维生素B12和叶酸之间的密切关系使得很难区分它们的独立缺乏和治疗效果。维生素B12缺乏会导致功能性叶酸缺乏,因为它会将叶酸“困住”为5-甲基四叶酸,从而阻止其发挥其他功能。另一方面,补充叶酸可以通过使红细胞的变化正常化来“掩盖”B12缺乏,而红细胞的改变通常是B12缺乏的早期迹象31。
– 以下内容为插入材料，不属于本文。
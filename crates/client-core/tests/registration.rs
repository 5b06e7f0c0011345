//! Registration client behavior against a scripted registrar played by
//! the test over the mock transport. Tests run on the paused tokio clock
//! so renewal and backoff intervals elapse instantly.

use std::sync::Arc;
use std::time::Duration;

use tokio::sync::mpsc;

use sipline_auth_core::{check_response, Credentials, DigestInput, Qop};
use sipline_client_core::{RegistrationClient, RegistrationConfig, RegistrationEvent};
use sipline_dialog_core::transport::MockTransport;
use sipline_dialog_core::{TimerManager, TimerSettings, TransactionManager};
use sipline_sip_core::prelude::*;

struct Registrar {
    transactions: Arc<TransactionManager>,
    wire: mpsc::UnboundedReceiver<Message>,
}

impl Registrar {
    async fn recv_register(&mut self) -> Request {
        let message = tokio::time::timeout(Duration::from_secs(60), self.wire.recv())
            .await
            .expect("timed out waiting for a REGISTER")
            .expect("wire closed");
        match message {
            Message::Request(request) => {
                assert_eq!(request.method, Method::Register);
                request
            }
            Message::Response(response) => panic!("unexpected response on the wire: {response:?}"),
        }
    }

    async fn nothing_for(&mut self, window: Duration) {
        match tokio::time::timeout(window, self.wire.recv()).await {
            Err(_) => {}
            Ok(message) => panic!("expected silence on the wire, got {message:?}"),
        }
    }

    async fn answer(&self, response: Response) {
        self.transactions
            .handle_message(Message::Response(response))
            .await;
    }
}

fn harness(config: RegistrationConfig) -> (RegistrationClient, mpsc::Receiver<RegistrationEvent>, Registrar) {
    let _ = tracing_subscriber::fmt().with_test_writer().try_init();
    let (transport, wire) = MockTransport::new(true);
    let (transactions, _dispatch) =
        TransactionManager::new(Arc::new(transport), TimerSettings::fast());
    let (client, events) =
        RegistrationClient::new(config, Arc::clone(&transactions), TimerManager::new());
    (client, events, Registrar { transactions, wire })
}

fn base_config() -> RegistrationConfig {
    RegistrationConfig::new(
        Uri::domain("example.com"),
        Uri::sip("alice", "example.com"),
        Uri::sip("alice", "client.example.com"),
    )
    .with_local_host("client.example.com")
    .with_backoff(Duration::from_secs(1), Duration::from_secs(4))
}

fn creds() -> Credentials {
    Credentials::new("alice", "example.com", "secret")
}

#[tokio::test(start_paused = true)]
async fn register_success_schedules_renewal() {
    let config = base_config().with_renew_time(600);
    let (client, mut events, mut registrar) = harness(config);

    client.register(3600);
    let first = registrar.recv_register().await;
    assert_eq!(first.expires, Some(3600));
    assert_eq!(first.cseq.seq, 1);
    assert!(first.contact.is_some());
    registrar
        .answer(Response::to_request(&first, StatusCode::OK).with_expires(3600))
        .await;

    match events.recv().await.unwrap() {
        RegistrationEvent::Success { expires_granted, renew_scheduled, .. } => {
            assert_eq!(expires_granted, 3600);
            // Renewal runs at the configured cap, not the full grant.
            assert_eq!(renew_scheduled, 600);
        }
        other => panic!("expected success, got {other:?}"),
    }

    // The renewal arrives on schedule, same Call-ID, bumped CSeq, new branch.
    let renewal = registrar.recv_register().await;
    assert_eq!(renewal.call_id, first.call_id);
    assert_eq!(renewal.from.tag(), first.from.tag());
    assert_eq!(renewal.cseq.seq, 2);
    assert_ne!(renewal.via.branch, first.via.branch);
}

#[tokio::test(start_paused = true)]
async fn challenge_is_answered_with_valid_digest() {
    let config = base_config().with_credentials(creds()).with_loop_enabled(false);
    let (client, mut events, mut registrar) = harness(config);

    client.register(3600);
    let first = registrar.recv_register().await;
    assert!(first.authorization.is_none());

    registrar
        .answer(
            Response::to_request(&first, StatusCode::UNAUTHORIZED).with_challenge(
                DigestChallenge::new("example.com", "nonce-abc").with_qop("auth"),
            ),
        )
        .await;

    let second = registrar.recv_register().await;
    assert_eq!(second.cseq.seq, first.cseq.seq + 1);
    assert_ne!(second.via.branch, first.via.branch);
    let auth = second.authorization.clone().expect("credentials attached");
    assert_eq!(auth.nonce, "nonce-abc");
    // Verify the digest the way a registrar would.
    let valid = check_response(
        &auth.response,
        &DigestInput {
            username: "alice",
            realm: "example.com",
            password: "secret",
            method: "REGISTER",
            uri: &auth.uri,
            nonce: "nonce-abc",
            algorithm: Default::default(),
            qop: Some(Qop::Auth),
            cnonce: auth.cnonce.as_deref(),
            nc: auth.nc,
            body: &[],
        },
    );
    assert!(valid);

    registrar
        .answer(Response::to_request(&second, StatusCode::OK).with_expires(3600))
        .await;
    assert!(events.recv().await.unwrap().is_success());
}

#[tokio::test(start_paused = true)]
async fn attempt_bound_allows_exactly_n_retries() {
    let config = base_config().with_credentials(creds()).with_max_attempts(2);
    let (client, mut events, mut registrar) = harness(config);

    client.register(3600);
    // Initial request plus exactly two challenge retries reach the wire.
    for _ in 0..3 {
        let request = registrar.recv_register().await;
        registrar
            .answer(
                Response::to_request(&request, StatusCode::UNAUTHORIZED)
                    .with_challenge(DigestChallenge::new("example.com", "nonce-abc")),
            )
            .await;
    }

    match events.recv().await.unwrap() {
        RegistrationEvent::Failure { reason, .. } => {
            assert!(reason.contains("attempt bound"), "unexpected reason: {reason}");
        }
        other => panic!("expected failure, got {other:?}"),
    }
    // Auth exhaustion is terminal: no backoff retry despite looping.
    registrar.nothing_for(Duration::from_secs(30)).await;
}

#[tokio::test(start_paused = true)]
async fn realm_mismatch_is_terminal() {
    let config = base_config().with_credentials(creds());
    let (client, mut events, mut registrar) = harness(config);

    client.register(3600);
    let request = registrar.recv_register().await;
    registrar
        .answer(
            Response::to_request(&request, StatusCode::UNAUTHORIZED)
                .with_challenge(DigestChallenge::new("elsewhere.org", "nonce-abc")),
        )
        .await;

    match events.recv().await.unwrap() {
        RegistrationEvent::Failure { reason, .. } => {
            assert!(reason.contains("realm"), "unexpected reason: {reason}");
        }
        other => panic!("expected failure, got {other:?}"),
    }
    registrar.nothing_for(Duration::from_secs(30)).await;
}

#[tokio::test(start_paused = true)]
async fn failure_retries_with_doubling_backoff() {
    let config = base_config();
    let (client, mut events, mut registrar) = harness(config);

    client.register(3600);
    let mut last = tokio::time::Instant::now();
    let mut gaps = Vec::new();
    for round in 0..4 {
        let request = registrar.recv_register().await;
        let now = tokio::time::Instant::now();
        if round > 0 {
            gaps.push(now - last);
        }
        last = now;
        registrar
            .answer(Response::to_request(&request, StatusCode::SERVICE_UNAVAILABLE))
            .await;
        assert!(!events.recv().await.unwrap().is_success());
    }

    // 1s, 2s, 4s: doubling from the floor, capped at the ceiling.
    assert_eq!(gaps.len(), 3);
    assert!(gaps[0] >= Duration::from_secs(1) && gaps[0] < Duration::from_secs(2));
    assert!(gaps[1] >= Duration::from_secs(2) && gaps[1] < Duration::from_secs(3));
    assert!(gaps[2] >= Duration::from_secs(4) && gaps[2] < Duration::from_secs(5));
}

#[tokio::test(start_paused = true)]
async fn backoff_resets_after_success() {
    let config = base_config().with_renew_time(600);
    let (client, mut events, mut registrar) = harness(config);

    client.register(3600);
    // Two failures walk the backoff up.
    for _ in 0..2 {
        let request = registrar.recv_register().await;
        registrar
            .answer(Response::to_request(&request, StatusCode::SERVICE_UNAVAILABLE))
            .await;
        assert!(!events.recv().await.unwrap().is_success());
    }
    // Then a success resets it.
    let request = registrar.recv_register().await;
    registrar
        .answer(Response::to_request(&request, StatusCode::OK).with_expires(3600))
        .await;
    assert!(events.recv().await.unwrap().is_success());

    // Next failure retries at the floor again, not at the doubled value.
    let renewal = registrar.recv_register().await;
    registrar
        .answer(Response::to_request(&renewal, StatusCode::SERVICE_UNAVAILABLE))
        .await;
    assert!(!events.recv().await.unwrap().is_success());
    let before = tokio::time::Instant::now();
    registrar.recv_register().await;
    let gap = tokio::time::Instant::now() - before;
    assert!(gap >= Duration::from_secs(1) && gap < Duration::from_secs(2), "gap was {gap:?}");
}

#[tokio::test(start_paused = true)]
async fn unregister_sends_zero_expires_without_renewal() {
    let config = base_config();
    let (client, mut events, mut registrar) = harness(config);

    client.unregister();
    let request = registrar.recv_register().await;
    assert_eq!(request.expires, Some(0));
    assert!(!request.contact.as_ref().unwrap().uri.wildcard);
    registrar
        .answer(Response::to_request(&request, StatusCode::OK).with_expires(0))
        .await;

    match events.recv().await.unwrap() {
        RegistrationEvent::Success { renew_scheduled, .. } => assert_eq!(renew_scheduled, 0),
        other => panic!("expected success, got {other:?}"),
    }
    registrar.nothing_for(Duration::from_secs(3600)).await;
}

#[tokio::test(start_paused = true)]
async fn unregister_all_uses_wildcard_contact() {
    let config = base_config();
    let (client, _events, mut registrar) = harness(config);

    client.unregister_all();
    let request = registrar.recv_register().await;
    assert_eq!(request.expires, Some(0));
    assert!(request.contact.as_ref().unwrap().uri.wildcard);
}

#[tokio::test(start_paused = true)]
async fn halt_cancels_renewal_and_is_idempotent() {
    let config = base_config().with_renew_time(60);
    let (client, mut events, mut registrar) = harness(config);

    client.register(3600);
    let request = registrar.recv_register().await;
    registrar
        .answer(Response::to_request(&request, StatusCode::OK).with_expires(3600))
        .await;
    assert!(events.recv().await.unwrap().is_success());

    client.halt();
    client.halt();

    // Well past the renewal interval: nothing fires.
    registrar.nothing_for(Duration::from_secs(300)).await;
}

#[tokio::test(start_paused = true)]
async fn halt_abandons_in_flight_attempt() {
    let config = base_config();
    let (client, mut events, mut registrar) = harness(config);

    client.register(3600);
    // The REGISTER is on the wire but the registrar never answers.
    let request = registrar.recv_register().await;
    assert_eq!(request.expires, Some(3600));
    client.halt();

    // Well past the transaction deadline: the abandoned attempt reports
    // no outcome, and no backoff retry reaches the wire.
    tokio::time::sleep(Duration::from_secs(60)).await;
    assert!(events.try_recv().is_err());
    registrar.nothing_for(Duration::from_secs(60)).await;
}

#[tokio::test(start_paused = true)]
async fn next_nonce_enables_preemptive_credentials() {
    let config = base_config().with_credentials(creds()).with_renew_time(60);
    let (client, mut events, mut registrar) = harness(config);

    client.register(3600);
    let first = registrar.recv_register().await;
    registrar
        .answer(
            Response::to_request(&first, StatusCode::UNAUTHORIZED)
                .with_challenge(DigestChallenge::new("example.com", "nonce-1")),
        )
        .await;
    let second = registrar.recv_register().await;
    registrar
        .answer(
            Response::to_request(&second, StatusCode::OK)
                .with_expires(3600)
                .with_next_nonce("nonce-2"),
        )
        .await;
    assert!(events.recv().await.unwrap().is_success());

    // The renewal authenticates up front with the advertised next nonce.
    let renewal = registrar.recv_register().await;
    let auth = renewal.authorization.expect("pre-emptive credentials");
    assert_eq!(auth.nonce, "nonce-2");
}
临床证据表明,每天补充高达1000mcg的B12可以安全地降低B12缺乏症患者的同型半胱氨酸水平,并且随着剂量的增加,这种效果会增强32,33。血清B12水平低与高血压和神经系统疾病有关,而维持较高的B12水平似乎还能防止脑组织萎缩,并可能有助于预防抑郁症,特别是在老年人中34,35。在降低同型半胱氨酸的治疗中加入B12可以提高治疗效果并降低脑卒中风险1,27。12,25值得注意的是,一些证据表明,长期高剂量的氰钴胺可能对肾病患者有害;因此,甲钴胺和羟钴胺是维生素B12治疗的优选形式27。
3). 维生素B6:
维生素B6(吡哆醇)是细胞中140多种反应的辅助因子,包括同型半胱氨酸的再甲基化和转硫。尽管维生素B6在食品中广泛存在,但在西方国家,多达31%的非养老院老年人的维生素B6摄入量较低4。低B6状态会导致同型半胱氨酸积累,并降低甲基化反应的SAMe可用性,导致神经递质合成减少以及相关的情绪和神经问题36。很少有研究独立于叶酸和B12来研究维生素B6在同型半胱氨酸相关疾病中的作用,但一项荟萃分析确定,摄入更多的维生素B6与患冠心病的风险较低相关37。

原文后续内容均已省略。